Pánico en el Pentágono: evacuación y trajes químicos por incidente con materiales peligrosos
Un alerta de contaminación ambiental activó protocolos de emergencia en el Pentágono, con evacuaciones parciales y despliegue de equipos en trajes químicos. El incidente, aún bajo investigación, expone vulnerabilidades en uno de los edificios más seguros del mundo.
Un incidente con materiales peligrosos generó este martes evacuaciones y activación de protocolos de emergencia en el Pentágono, sede del Departamento de Defensa de Estados Unidos. Según reportes iniciales, los sistemas de monitoreo ambiental detectaron una anomalía en la calidad del aire en varias zonas del complejo, lo que activó de inmediato los protocolos de respuesta a amenazas químicas, biológicas o radiológicas.
Imágenes y videos que circularon en redes mostraron personal militar y civil saliendo del edificio mientras equipos especializados, equipados con trajes completos de protección NBC (Nuclear, Biológico y Químico), ingresaban para realizar inspecciones.

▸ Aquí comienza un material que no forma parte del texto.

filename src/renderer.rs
//! Template renderer for plugen.
//! Wraps a MiniJinja environment configured with plugen's filters and
//! strict handling of undefined values.
use crate::context::Context;
use crate::error::{Error, Result};
use crate::filters;
use crate::loader::TemplateSource;
use log::debug;
use minijinja::{Environment, ErrorKind, UndefinedBehavior};

/// Trait for template rendering engines.
pub trait TemplateRenderer {
    /// Renders the named template with the given context.
    ///
    /// # Arguments
    /// * `template_name` - Name of the template in the collection, e.g. `Editor.h`
    /// * `context` - Values available to the template
    ///
    /// # Returns
    /// * `Result<String>` - Rendered text
    fn render(&self, template_name: &str, context: &Context) -> Result<String>;
}

/// MiniJinja-based template rendering engine.
pub struct MiniJinjaRenderer {
    /// MiniJinja environment instance
    env: Environment<'static>,
}

impl MiniJinjaRenderer {
    /// Creates a renderer over the templates of `source`.
    ///
    /// Block tags swallow their own line, matching how the plugin templates
    /// are laid out, and any reference to an undefined value is an error.
    ///
    /// # Errors
    /// * `Error::ConfigError` if a template directory does not exist
    /// * `Error::RenderError` if a built-in template fails to parse
    pub fn new(source: &TemplateSource) -> Result<Self> {
        let mut env = Environment::new();
        env.set_trim_blocks(true);
        env.set_lstrip_blocks(true);
        env.set_undefined_behavior(UndefinedBehavior::Strict);
        filters::register(&mut env);
        source.install(&mut env)?;
        Ok(Self { env })
    }
}

impl TemplateRenderer for MiniJinjaRenderer {
    /// Renders a named template using MiniJinja.
    ///
    /// # Errors
    /// * `Error::TemplateNotFound` if the collection has no such template
    /// * `Error::FormatError` if a numeric filter rejects its input
    /// * `Error::RenderError` for syntax errors and undefined values
    fn render(&self, template_name: &str, context: &Context) -> Result<String> {
        debug!("Rendering template '{template_name}'");
        let template = self.env.get_template(template_name).map_err(|err| {
            if err.kind() == ErrorKind::TemplateNotFound {
                Error::TemplateNotFound(template_name.to_string())
            } else {
                render_error(template_name, err)
            }
        })?;

        template
            .render(context)
            .map_err(|err| render_error(template_name, err))
    }
}

/// Maps a MiniJinja error, surfacing a filter's `FormatError` unchanged.
fn render_error(template_name: &str, err: minijinja::Error) -> Error {
    let mut source = std::error::Error::source(&err);
    while let Some(cause) = source {
        if let Some(Error::FormatError { value, expected }) = cause.downcast_ref::<Error>() {
            return Error::FormatError {
                value: value.clone(),
                expected: format!("{expected} (in template '{template_name}')"),
            };
        }
        source = cause.source();
    }

    Error::RenderError {
        template: template_name.to_string(),
        source: err,
    }
}
//! Common constants used throughout plugen.

/// Author written into generated file headers when none is configured
pub const DEFAULT_AUTHOR: &str = "Shane Dunne";

/// Parameter table read when no `--table` is given
pub const DEFAULT_TABLE_FILE: &str = "Parameters.csv";

/// Supported configuration file names
pub const CONFIG_FILES: [&str; 3] = ["plugen.json", "plugen.yml", "plugen.yaml"];

/// Number of comma-separated fields in every parameter table row
pub const TABLE_FIELD_COUNT: usize = 11;

/// Templates that only need the project identity
pub const PROCESSOR_TEMPLATES: [&str; 2] = ["Processor.h", "Processor.cpp"];

/// Templates rendered after the parameter table has been loaded
pub const PARAMETER_TEMPLATES: [&str; 4] =
    ["Parameters.h", "Parameters.cpp", "Editor.h", "Editor.cpp"];
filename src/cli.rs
//! Command-line interface implementation for plugen.
//! Provides argument parsing and help text formatting using clap.

use clap::Parser;
use std::path::PathBuf;

/// Command-line arguments structure for plugen.
#[derive(Parser, Debug)]
#[command(author, version, about = "plugen: generate audio plugin sources from a parameter table", long_about = None)]
pub struct Args {
    /// Project name; selects table rows and prefixes output file names
    #[arg(short, long, value_name = "NAME")]
    pub project: Option<String>,

    /// Parameter table file [default: Parameters.csv]
    #[arg(short, long, value_name = "FILE")]
    pub table: Option<PathBuf>,

    /// Directory holding the templates (built-in templates are used otherwise)
    #[arg(long, value_name = "DIR")]
    pub templates: Option<PathBuf>,

    /// Directory where the generated files are written [default: .]
    #[arg(short, long, value_name = "DIR")]
    pub output_dir: Option<PathBuf>,

    /// Author written into file headers
    #[arg(long, value_name = "NAME")]
    pub author: Option<String>,

    /// Copyright year written into file headers [default: current year]
    #[arg(long, value_name = "YEAR", value_parser = parse_year)]
    pub year: Option<String>,

    /// Configuration file (plugen.json, plugen.yml or plugen.yaml is picked up otherwise)
    #[arg(short, long, value_name = "FILE")]
    pub config: Option<PathBuf>,

    /// Enable verbose logging output
    #[arg(short, long)]
    pub verbose: bool,
}

fn parse_year(value: &str) -> Result<String, String> {
    if !value.is_empty() && value.chars().all(|c| c.is_ascii_digit()) {
        Ok(value.to_string())
    } else {
        Err(format!("'{value}' is not a year"))
    }
}

/// Parses command line arguments and returns the Args structure.
///
/// # Exits
/// * With clap's default error handling for invalid arguments
pub fn get_args() -> Args {
    Args::parse()
}
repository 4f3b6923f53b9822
//! Template collection selection.
//! Templates come either from a directory on disk or from the set embedded
//! in the binary.

use crate::error::{Error, Result};
use log::debug;
use minijinja::Environment;
use std::path::PathBuf;

pub mod builtin;

/// Represents where the six plugin templates are loaded from.
#[derive(Debug, Clone, PartialEq, Eq)]
pub enum TemplateSource {
    /// Templates compiled into plugen
    Builtin,
    /// Directory holding `Processor.h`, `Parameters.cpp`, ...
    FileSystem(PathBuf),
}

impl std::fmt::Display for TemplateSource {
    fn fmt(&self, f: &mut std::fmt::Formatter<'_>) -> std::fmt::Result {
        match self {
            TemplateSource::Builtin => write!(f, "built-in templates"),
            TemplateSource::FileSystem(path) => {
                write!(f, "local path: '{}'", path.display())
            }
        }
    }
}

impl TemplateSource {
    /// Picks the file-system source when a directory is given, the built-in set otherwise.
    pub fn from_option(dir: Option<PathBuf>) -> Self {
        match dir {
            Some(path) => Self::FileSystem(path),
            None => Self::Builtin,
        }
    }

    /// Checks that a file-system source points to an existing directory.
    ///
    /// # Errors
    /// * `Error::ConfigError` if the directory does not exist
    pub fn validate(&self) -> Result<()> {
        match self {
            TemplateSource::Builtin => Ok(()),
            TemplateSource::FileSystem(path) if path.is_dir() => Ok(()),
            TemplateSource::FileSystem(path) => Err(Error::ConfigError(format!(
                "template directory '{}' does not exist",
                path.display()
            ))),
        }
    }

    /// Makes this source's templates available to `env`.
    ///
    /// Built-in templates are parsed up front; directory templates are loaded
    /// lazily by name.
    pub(crate) fn install(&self, env: &mut Environment<'static>) -> Result<()> {
        debug!("Using {self}");
        match self {
            TemplateSource::Builtin => {
                for (name, source) in builtin::TEMPLATES {
                    env.add_template(name, source)
                        .map_err(|err| Error::RenderError {
                            template: name.to_string(),
                            source: err,
                        })?;
                }
            }
            TemplateSource::FileSystem(path) => {
                self.validate()?;
                env.set_loader(minijinja::path_loader(path));
            }
        }
        Ok(())
    }
}
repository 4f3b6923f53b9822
pub fn init_logger(verbose: bool) {
    env_logger::Builder::new()
        .filter_level(if verbose {
            log::LevelFilter::Debug
        } else {
            log::LevelFilter::Info
        })
        .init();
}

Fuentes oficiales confirmaron que varias áreas fueron aisladas y que no se reportaron heridos ni exposición confirmada hasta el momento.
El Pentágono, uno de los edificios más vigilados del planeta, cuenta con sistemas redundantes de detección de amenazas ambientales precisamente por su rol estratégico. Un incidente de este tipo, aunque sea de baja escala, genera inevitablemente preguntas sobre posibles fallas en almacenamiento de sustancias, mantenimiento de instalaciones o incluso riesgos externos.
Desde el Departamento de Defensa se limitaron a emitir un comunicado breve: "Se activaron protocolos de rutina tras una alerta de los sensores ambientales. El edificio está siendo inspeccionado y se informará cuando se restablezca la normalidad". No se dieron detalles sobre la naturaleza exacta del material involucrado ni sobre el sector afectado.
Este tipo de eventos no son inéditos en instalaciones militares de alta seguridad. En 2018, por ejemplo, un incidente similar en una base naval de California obligó a una evacuación de varias horas por sospecha de fuga química. En el caso del Pentágono, la escala del edificio (más de 600.000 metros cuadrados y 26.000 personas trabajando diariamente) multiplica tanto los riesgos como las dificultades operativas de respuesta.
Desde el punto de vista de seguridad nacional, el incidente sirve como recordatorio de que incluso las instalaciones más protegidas enfrentan vulnerabilidades cotidianas: desde el mantenimiento de laboratorios, el transporte interno de sustancias y la propia densidad de personal. Si la anomalía se confirma como falsa alarma, reforzará la eficacia de los protocolos; si se trata de una fuga real, abrirá una investigación que probablemente se mantenga clasificada por meses.
Hasta el cierre de esta nota, el Pentágono permanecía parcialmente operativo y no se había emitido una alerta general para el área de Arlington. Las autoridades prometieron actualizaciones a medida que avance la inspección. En un contexto geopolítico cada vez más tenso, cualquier disrupción en el principal centro de comando militar estadounidense genera atención inmediata tanto en Washington como en capitales rivales.